Looking for a LLMD near macon ga

Hi. Im looking for a LLMD near macon GA that uses treatments other than antibiotics. Any information would be appreciated.

Thank you GA Hunter. Can you email me his name and address?

I didn't know there were any LLMDs in Georgia. I lived north of Atlanta. I saw a naturopath in Roswell who has Lyme, but it seemed to be more about money than help.

The LLMD I have seen before is near Nashville.

....... AP in Suwanee, or Alpharetta, GA (mixed reviews)

........RB in Roswell


........AP in Roswell (Naturopath)

........KB in Marietta

,,,.....and a clinic in Newnan.


There are some good reviews from prior patients, but not current forum members.

If you recognize those above...and they aren't considered lyme literate....please let me know, and I'll remove them (or add comments) from my list.

I have no faith in supposed GA LLMD's. The few I called were infectious disease MD's and we all know how that is going to go.

Georgia Hunter said...
I have no faith in supposed GA LLMD's. The few I called were infectious disease MD's and we all know how that is going to go.

Being an ID Doc doesn’t necessarily negate lyme literacy

Dr J is an ID doc.

WalkingbyFaith, SA in Savannah is the one I was talking about that may be OK. I've had a patient or two from there and their treatment program wasn't bad. I could probably help her but most physicians don't need help from someone like me.

If I were sick again, I'd see Dr Simon Yu (I should be able to say his name because he isn't a LLMD) in St Louis.

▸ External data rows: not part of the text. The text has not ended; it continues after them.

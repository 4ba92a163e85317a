use chrono::{DateTime, Utc};
use serde::{Deserialize, Serialize};
use std::fmt;

/// Opaque identifier of a budget or license record in the remote store.
#[derive(Debug, Clone, PartialEq, Eq, PartialOrd, Ord, Hash, Serialize, Deserialize)]
#[serde(transparent)]
pub struct EntityId(pub String);

impl EntityId {
    pub fn new(id: impl Into<String>) -> Self {
        Self(id.into())
    }

    pub fn as_str(&self) -> &str {
        &self.0
    }
}

impl fmt::Display for EntityId {
    fn fmt(&self, f: &mut fmt::Formatter<'_>) -> fmt::Result {
        f.write_str(&self.0)
    }
}

impl From<&str> for EntityId {
    fn from(value: &str) -> Self {
        Self(value.to_string())
    }
}

impl From<String> for EntityId {
    fn from(value: String) -> Self {
        Self(value)
    }
}

#[derive(Debug, Clone, Copy, PartialEq, Eq, Hash, Serialize, Deserialize)]
#[serde(rename_all = "snake_case")]
pub enum WorkflowStatus {
    Pending,
    Approved,
    Completed,
}

impl WorkflowStatus {
    pub fn is_terminal(self) -> bool {
        matches!(self, WorkflowStatus::Completed)
    }

    pub fn as_str(self) -> &'static str {
        match self {
            WorkflowStatus::Pending => "pending",
            WorkflowStatus::Approved => "approved",
            WorkflowStatus::Completed => "completed",
        }
    }
}

impl fmt::Display for WorkflowStatus {
    fn fmt(&self, f: &mut fmt::Formatter<'_>) -> fmt::Result {
        f.write_str(self.as_str())
    }
}

impl std::str::FromStr for WorkflowStatus {
    type Err = String;

    fn from_str(s: &str) -> Result<Self, Self::Err> {
        match s {
            "pending" => Ok(WorkflowStatus::Pending),
            "approved" => Ok(WorkflowStatus::Approved),
            "completed" => Ok(WorkflowStatus::Completed),
            other => Err(format!("unknown workflow status '{other}'")),
        }
    }
}

/// A record subject to the budget workflow.
///
/// Flags only ever move from unset to set; see `transitions` for the edges
/// that set them.
#[derive(Debug, Clone, PartialEq, Eq, Serialize, Deserialize)]
#[serde(rename_all = "camelCase")]
pub struct Entity {
    pub id: EntityId,
    pub workflow_status: WorkflowStatus,
    pub is_paid: bool,
    pub is_delivered: bool,
    pub approved_at: Option<DateTime<Utc>>,
    pub payment_confirmed_at: Option<DateTime<Utc>>,
    pub delivery_confirmed_at: Option<DateTime<Utc>>,
    pub completed_at: Option<DateTime<Utc>>,
}

impl Entity {
    /// A freshly created record in `pending` with no flags set.
    pub fn pending(id: impl Into<EntityId>) -> Self {
        Self {
            id: id.into(),
            workflow_status: WorkflowStatus::Pending,
            is_paid: false,
            is_delivered: false,
            approved_at: None,
            payment_confirmed_at: None,
            delivery_confirmed_at: None,
            completed_at: None,
        }
    }

    /// Whether the flags agree with the status.
    pub fn is_consistent(&self) -> bool {
        let flags_ok = (!self.is_paid || self.payment_confirmed_at.is_some())
            && (!self.is_delivered || self.delivery_confirmed_at.is_some());

        let status_ok = match self.workflow_status {
            WorkflowStatus::Pending => {
                !self.is_paid && !self.is_delivered && self.approved_at.is_none()
            }
            WorkflowStatus::Approved => self.approved_at.is_some() && self.completed_at.is_none(),
            WorkflowStatus::Completed => {
                self.is_paid && self.is_delivered && self.completed_at.is_some()
            }
        };

        flags_ok && status_ok
    }
}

I should add that I am not a good patient. I question everything and trust no one. Even if I had the best doctor, if I wasn’t all in and didn’t or couldn’t trust them and the process, I would likely sabotage my chances for recovery. I am a very stubborn person who needs to understand a lot in order to trust. My issues probably stem partially from having dealt with minor disabilities and health issues lifelong and being hurt by doctors or having doctors who gave my minor issues no concern, basically leaving me to figure out how to function and cope on my own.

My PCP had another patient with Lyme who was using a walker or wheelchair. SA got him recovered or mostly recovered with her treatment plan.

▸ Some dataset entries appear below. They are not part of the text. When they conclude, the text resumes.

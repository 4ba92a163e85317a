use chrono::{DateTime, Utc};
use serde::{Deserialize, Serialize};
use serde_json::json;
use std::fmt;

use super::entity::{Entity, WorkflowStatus};

#[derive(Debug, Clone, Copy, PartialEq, Eq, PartialOrd, Ord, Hash, Serialize, Deserialize)]
#[serde(rename_all = "camelCase")]
pub enum TransitionName {
    Approve,
    MarkPaid,
    #[serde(alias = "markDeliver")]
    MarkDelivered,
    Complete,
}

impl TransitionName {
    pub const ALL: [TransitionName; 4] = [
        TransitionName::Approve,
        TransitionName::MarkPaid,
        TransitionName::MarkDelivered,
        TransitionName::Complete,
    ];

    pub fn as_str(self) -> &'static str {
        match self {
            TransitionName::Approve => "approve",
            TransitionName::MarkPaid => "markPaid",
            TransitionName::MarkDelivered => "markDelivered",
            TransitionName::Complete => "complete",
        }
    }
}

impl fmt::Display for TransitionName {
    fn fmt(&self, f: &mut fmt::Formatter<'_>) -> fmt::Result {
        f.write_str(self.as_str())
    }
}

impl std::str::FromStr for TransitionName {
    type Err = String;

    fn from_str(s: &str) -> Result<Self, Self::Err> {
        match s {
            "approve" => Ok(TransitionName::Approve),
            "markPaid" | "mark-paid" => Ok(TransitionName::MarkPaid),
            "markDelivered" | "markDeliver" | "mark-delivered" => Ok(TransitionName::MarkDelivered),
            "complete" => Ok(TransitionName::Complete),
            other => Err(format!("unknown transition '{other}'")),
        }
    }
}

/// A flag or timestamp a transition can set. Flags are never cleared.
#[derive(Debug, Clone, Copy, PartialEq, Eq, Serialize)]
#[serde(rename_all = "camelCase")]
pub enum Flag {
    Approved,
    Paid,
    Delivered,
    Completed,
}

impl Flag {
    pub fn is_set(self, entity: &Entity) -> bool {
        match self {
            Flag::Approved => entity.approved_at.is_some(),
            Flag::Paid => entity.is_paid,
            Flag::Delivered => entity.is_delivered,
            Flag::Completed => entity.completed_at.is_some(),
        }
    }

    fn set(self, entity: &mut Entity, now: DateTime<Utc>) {
        match self {
            Flag::Approved => {
                entity.approved_at.get_or_insert(now);
            }
            Flag::Paid => {
                entity.is_paid = true;
                entity.payment_confirmed_at.get_or_insert(now);
            }
            Flag::Delivered => {
                entity.is_delivered = true;
                entity.delivery_confirmed_at.get_or_insert(now);
            }
            Flag::Completed => {
                entity.completed_at.get_or_insert(now);
            }
        }
    }
}

/// A named, guarded edge of the workflow graph.
#[derive(Debug, Clone, Copy, Serialize)]
pub struct WorkflowTransition {
    pub name: TransitionName,
    pub from: &'static [WorkflowStatus],
    pub to: WorkflowStatus,
    /// Flags that must already be set on the source entity.
    pub requires: &'static [Flag],
    /// Flags the transition sets (the side effect).
    pub sets: &'static [Flag],
}

pub static TRANSITIONS: [WorkflowTransition; 4] = [
    WorkflowTransition {
        name: TransitionName::Approve,
        from: &[WorkflowStatus::Pending],
        to: WorkflowStatus::Approved,
        requires: &[],
        sets: &[Flag::Approved],
    },
    WorkflowTransition {
        name: TransitionName::MarkPaid,
        from: &[WorkflowStatus::Approved],
        to: WorkflowStatus::Approved,
        requires: &[],
        sets: &[Flag::Paid],
    },
    WorkflowTransition {
        name: TransitionName::MarkDelivered,
        from: &[WorkflowStatus::Approved],
        to: WorkflowStatus::Approved,
        requires: &[Flag::Paid],
        sets: &[Flag::Delivered],
    },
    WorkflowTransition {
        name: TransitionName::Complete,
        from: &[WorkflowStatus::Approved],
        to: WorkflowStatus::Completed,
        requires: &[],
        sets: &[Flag::Paid, Flag::Delivered, Flag::Completed],
    },
];

impl WorkflowTransition {
    pub fn lookup(name: TransitionName) -> &'static WorkflowTransition {
        // The table holds exactly one edge per name, in declaration order.
        &TRANSITIONS[name as usize]
    }

    /// The guard shared by `transition` and `available_transitions`.
    ///
    /// An edge that would neither change the status nor set a new flag is not
    /// offered, so `markPaid` disappears once the entity is paid.
    pub fn permits(&self, entity: &Entity) -> bool {
        self.from.contains(&entity.workflow_status)
            && self.requires.iter().all(|flag| flag.is_set(entity))
            && (self.to != entity.workflow_status || self.sets.iter().any(|flag| !flag.is_set(entity)))
    }

    /// Computes the candidate entity. Callers check `permits` first.
    pub fn apply(&self, entity: &Entity, now: DateTime<Utc>) -> Entity {
        let mut candidate = entity.clone();
        candidate.workflow_status = self.to;
        for flag in self.sets {
            flag.set(&mut candidate, now);
        }
        candidate
    }

    /// The patch sent to the remote store for this transition.
    pub fn patch(&self, candidate: &Entity) -> serde_json::Value {
        json!({
            "transition": self.name,
            "workflowStatus": candidate.workflow_status,
            "isPaid": candidate.is_paid,
            "isDelivered": candidate.is_delivered,
            "approvedAt": candidate.approved_at,
            "paymentConfirmedAt": candidate.payment_confirmed_at,
            "deliveryConfirmedAt": candidate.delivery_confirmed_at,
            "completedAt": candidate.completed_at,
        })
    }
}
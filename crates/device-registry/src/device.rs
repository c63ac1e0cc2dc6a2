use handset_protocol::{Button, DeviceId, Quat, TouchPoint, Vec2, Vec3, MAX_TOUCHES};
use serde::Serialize;
use std::time::{Duration, Instant};
use time::OffsetDateTime;

/// Seconds without an accepted packet before a device counts as disconnected.
pub const DEFAULT_DISCONNECT_TIMEOUT: Duration = Duration::from_secs(15);

/// Maps the handset's sensor frame onto the scene frame.
pub fn axis_remap() -> Quat {
    Quat::from_euler_degrees(0.0, 270.0, 90.0)
}

#[derive(Clone, Copy, Debug, Eq, PartialEq, Hash, Serialize)]
#[serde(rename_all = "snake_case")]
pub enum ButtonEdge {
    Down,
    Up,
}

/// Level plus the edge produced by the most recent level assignment.
#[derive(Clone, Copy, Debug, Default, Eq, PartialEq, Serialize)]
pub struct ButtonState {
    pub pressed: bool,
    pub went_down: bool,
    pub went_up: bool,
}

impl ButtonState {
    pub(crate) fn set(&mut self, level: bool) {
        self.went_down = false;
        self.went_up = false;
        if level != self.pressed {
            self.went_down = level;
            self.went_up = !level;
            self.pressed = level;
        }
    }

    pub fn edge(&self, edge: ButtonEdge) -> bool {
        match edge {
            ButtonEdge::Down => self.went_down,
            ButtonEdge::Up => self.went_up,
        }
    }
}

/// One finger slot, double buffered.
#[derive(Clone, Copy, Debug, Default, PartialEq, Serialize)]
pub struct TouchSlot {
    pub current: TouchPoint,
    pub previous: TouchPoint,
}

impl TouchSlot {
    pub(crate) fn push(&mut self, point: TouchPoint) {
        self.previous = self.current;
        self.current = point;
    }

    /// Position relative to the canvas centre, each axis in `[-0.5, 0.5]` for on-canvas points.
    pub fn normalized(&self, width: f32, height: f32) -> Option<Vec2> {
        if !self.current.pressed || width <= 0.0 || height <= 0.0 {
            return None;
        }
        Some(Vec2::new(
            self.current.position.x / width - 0.5,
            self.current.position.y / height - 0.5,
        ))
    }
}

/// Borrowed view of a device's touch state.
#[derive(Clone, Copy, Debug)]
pub struct TouchesView<'a> {
    pub slots: &'a [TouchSlot],
    pub width: f32,
    pub height: f32,
    pub count: usize,
}

/// Authoritative state of one handset.
///
/// Every field keeps its last known value until a packet carrying that field group is accepted.
#[derive(Clone, Debug)]
pub struct Device {
    pub(crate) id: DeviceId,
    pub(crate) device_name: Option<String>,
    pub(crate) session_id: Option<String>,
    pub(crate) last_sequence: Option<i64>,
    pub(crate) device_time: f64,

    pub(crate) connected: bool,
    pub(crate) first_seen: Option<Instant>,
    pub(crate) last_seen: Option<Instant>,
    pub(crate) last_seen_utc: Option<OffsetDateTime>,
    pub(crate) disconnect_timeout: Duration,

    pub(crate) rotation: Quat,
    pub(crate) recenter_offset: Quat,
    pub(crate) acceleration: Vec3,
    pub(crate) buttons: [ButtonState; 2],
    pub(crate) touches: [TouchSlot; MAX_TOUCHES],
    pub(crate) touch_count: usize,
    pub(crate) canvas_width: f32,
    pub(crate) canvas_height: f32,
}

impl Device {
    pub fn new(id: DeviceId) -> Self {
        Self::with_timeout(id, DEFAULT_DISCONNECT_TIMEOUT)
    }

    pub fn with_timeout(id: DeviceId, disconnect_timeout: Duration) -> Self {
        Self {
            id,
            device_name: None,
            session_id: None,
            last_sequence: None,
            device_time: 0.0,
            connected: false,
            first_seen: None,
            last_seen: None,
            last_seen_utc: None,
            disconnect_timeout,
            rotation: Quat::IDENTITY,
            recenter_offset: Quat::IDENTITY,
            acceleration: Vec3::ZERO,
            buttons: [ButtonState::default(); 2],
            touches: [TouchSlot::default(); MAX_TOUCHES],
            touch_count: 0,
            canvas_width: 0.0,
            canvas_height: 0.0,
        }
    }

    pub fn id(&self) -> DeviceId {
        self.id
    }

    /// Identifier string the handset reported about itself.
    pub fn device_name(&self) -> Option<&str> {
        self.device_name.as_deref()
    }

    pub fn session_id(&self) -> Option<&str> {
        self.session_id.as_deref()
    }

    /// Sequence number of the last accepted packet in the current session.
    pub fn last_sequence(&self) -> Option<i64> {
        self.last_sequence
    }

    pub fn device_time(&self) -> f64 {
        self.device_time
    }

    pub fn is_connected(&self) -> bool {
        self.connected
    }

    pub fn first_seen(&self) -> Option<Instant> {
        self.first_seen
    }

    pub fn last_seen(&self) -> Option<Instant> {
        self.last_seen
    }

    pub fn disconnect_timeout(&self) -> Duration {
        self.disconnect_timeout
    }

    /// How long the current (or, once disconnected, the last) connection lasted.
    pub fn connected_duration(&self, now: Instant) -> Duration {
        let Some(first) = self.first_seen else {
            return Duration::ZERO;
        };
        if self.connected {
            now.saturating_duration_since(first)
        } else {
            self.last_seen
                .map(|last| last.saturating_duration_since(first))
                .unwrap_or_default()
        }
    }

    /// Last rotation the handset reported, without remap or recentering.
    pub fn raw_rotation(&self) -> Quat {
        self.rotation
    }

    pub fn recenter_offset(&self) -> Quat {
        self.recenter_offset
    }

    /// Orientation for the scene: axis remap, then recenter offset, then raw rotation.
    pub fn orientation(&self) -> Quat {
        axis_remap() * self.recenter_offset * self.rotation
    }

    /// Make the current raw rotation the neutral pose.
    pub fn recenter(&mut self) {
        self.recenter_offset = self.rotation.inverse();
    }

    pub fn acceleration(&self) -> Vec3 {
        self.acceleration
    }

    pub fn button(&self, button: Button) -> ButtonState {
        self.buttons[button.index()]
    }

    pub fn is_pressed(&self, button: Button) -> bool {
        self.button(button).pressed
    }

    pub fn button_edge(&self, button: Button, edge: ButtonEdge) -> bool {
        self.button(button).edge(edge)
    }

    pub fn touches(&self) -> TouchesView<'_> {
        TouchesView {
            slots: &self.touches,
            width: self.canvas_width,
            height: self.canvas_height,
            count: self.touch_count,
        }
    }

    pub fn snapshot(&self, now: Instant) -> DeviceSnapshot {
        let touches = self
            .touches
            .iter()
            .enumerate()
            .filter_map(|(slot, t)| {
                t.normalized(self.canvas_width, self.canvas_height)
                    .map(|position| TouchSnapshot { slot, position })
            })
            .collect();
        DeviceSnapshot {
            id: self.id,
            device_name: self.device_name.clone(),
            session_id: self.session_id.clone(),
            sequence: self.last_sequence,
            connected: self.connected,
            connected_secs: self.connected_duration(now).as_secs_f64(),
            last_seen: self.last_seen_utc.and_then(|t| {
                t.format(&time::format_description::well_known::Rfc3339)
                    .ok()
            }),
            orientation: self.orientation(),
            acceleration: self.acceleration,
            volume_up: self.buttons[Button::VolumeUp.index()],
            volume_down: self.buttons[Button::VolumeDown.index()],
            touch_count: self.touch_count,
            touches,
        }
    }
}

#[derive(Clone, Debug, Serialize)]
pub struct TouchSnapshot {
    pub slot: usize,
    pub position: Vec2,
}

/// Serializable summary of a device, for operators and logs.
#[derive(Clone, Debug, Serialize)]
pub struct DeviceSnapshot {
    pub id: DeviceId,
    pub device_name: Option<String>,
    pub session_id: Option<String>,
    pub sequence: Option<i64>,
    pub connected: bool,
    pub connected_secs: f64,
    #[serde(skip_serializing_if = "Option::is_none")]
    pub last_seen: Option<String>,
    pub orientation: Quat,
    pub acceleration: Vec3,
    pub volume_up: ButtonState,
    pub volume_down: ButtonState,
    pub touch_count: usize,
    pub touches: Vec<TouchSnapshot>,
}

#[cfg(test)]
mod tests {
    use super::*;

    #[test]
    fn test_button_edges() {
        let mut b = ButtonState::default();
        b.set(true);
        assert!(b.went_down && !b.went_up && b.pressed);
        b.set(true);
        assert!(!b.went_down && !b.went_up && b.pressed);
        b.set(false);
        assert!(!b.went_down && b.went_up && !b.pressed);
        b.set(false);
        assert_eq!(b, ButtonState::default());
    }

    #[test]
    fn test_touch_slot_normalization() {
        let mut slot = TouchSlot::default();
        assert_eq!(slot.normalized(100.0, 200.0), None);

        slot.push(TouchPoint::pressed_at(75.0, 50.0));
        assert_eq!(slot.normalized(100.0, 200.0), Some(Vec2::new(0.25, -0.25)));
        assert_eq!(slot.normalized(0.0, 200.0), None);
    }

    #[test]
    fn test_fresh_device() {
        let d = Device::new(DeviceId(4));
        assert!(!d.is_connected());
        assert_eq!(d.last_sequence(), None);
        assert_eq!(d.raw_rotation(), Quat::IDENTITY);
        assert!(d.orientation().approx_eq(&axis_remap(), 1e-6));
        assert_eq!(d.connected_duration(Instant::now()), Duration::ZERO);
        assert_eq!(d.touches().slots.len(), MAX_TOUCHES);
        assert_eq!(d.disconnect_timeout(), Duration::from_secs(15));
    }
}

From the beginning, she has rarely talked to me about Lyme/co at all and instead talks to me mostly about mold and parasites. Those are the things she thinks are my biggest problems. She is likely correct on that. I have had the biggest responses/herxes trying to treat those issues.

Post Edited (WalkingbyFaith) : 5/7/2020 6:44:43 AM (GMT-6)

Georgia Hunter said...
I could probably help her but most physicians don't need help from someone like me.

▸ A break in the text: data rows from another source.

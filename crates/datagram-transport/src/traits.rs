use crate::Result;
use std::net::SocketAddr;

/// A minimal blocking datagram socket.
pub trait DatagramSocket: Send {
    /// Address the socket is bound to, if the backend has one.
    fn local_addr(&self) -> Result<SocketAddr>;

    /// Receive one datagram into `buf` (blocking with optional timeout in milliseconds).
    ///
    /// Returns the payload length and the sender. A datagram larger than `buf` is truncated.
    /// `TransportError::Timeout` means nothing arrived in time; `TransportError::Closed` means the
    /// socket will never yield data again.
    fn recv(&mut self, buf: &mut [u8], timeout_ms: Option<u64>) -> Result<(usize, SocketAddr)>;
}
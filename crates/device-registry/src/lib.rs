//! device-registry: reconciled state for every handset seen on the wire
//!
//! Decoded packets are routed by device id to a lazily created [`Device`]. [`reconcile::apply`]
//! merges them under per-session sequence ordering and reports connection changes as values;
//! [`HandsetService`] ties the listener, decoder and registry together behind one poll call.

mod device;
pub use device::{
    axis_remap, ButtonEdge, ButtonState, Device, DeviceSnapshot, TouchSlot, TouchSnapshot,
    TouchesView, DEFAULT_DISCONNECT_TIMEOUT,
};

pub mod reconcile;
pub use reconcile::{ApplyOutcome, DeviceEvent};

mod registry;
pub use registry::DeviceRegistry;

mod config;
pub use config::{load_config_file, ServiceConfig};

mod metrics;
pub use metrics::{MetricsHub, PipelineMetrics};

mod service;
pub use service::{HandsetService, PollSummary};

I’d say most physicians DO need help from someone like you. When I ask most physicians hard questions, they have no answers and the responses I get make it clear that their level of scientific knowledge and understanding is far more superficial than I ever imagined. YOU, on the other hard, have a deeper level of scientific knowledge and contemplation than anyone I know of and are way beyond my comprehension. I would guess you are beyond most average doctor’s’ comprehension.

My impression of the two alternative doctors I have seen is that they go to conferences and pick up information from other experts but don’t have mastery of the information. They probably do know more and are more competent than they seem to me. Like I said, I am not a good patient - too much critical thinking for my own good (and everyone else’s, too).

Yu has a really good knowledge of protozoans but also treats according to what he finds. Anyone who goes to see him has no recommended treatment until he assesses you. He is unconventional using an acupuncture meridian assessment that is not used my most. He's a big dental cavitation guy too.

And yes, the last neurologist I talked with had absolutely no clue about the question I asked him. He didn't even know anything about the question much less the answer.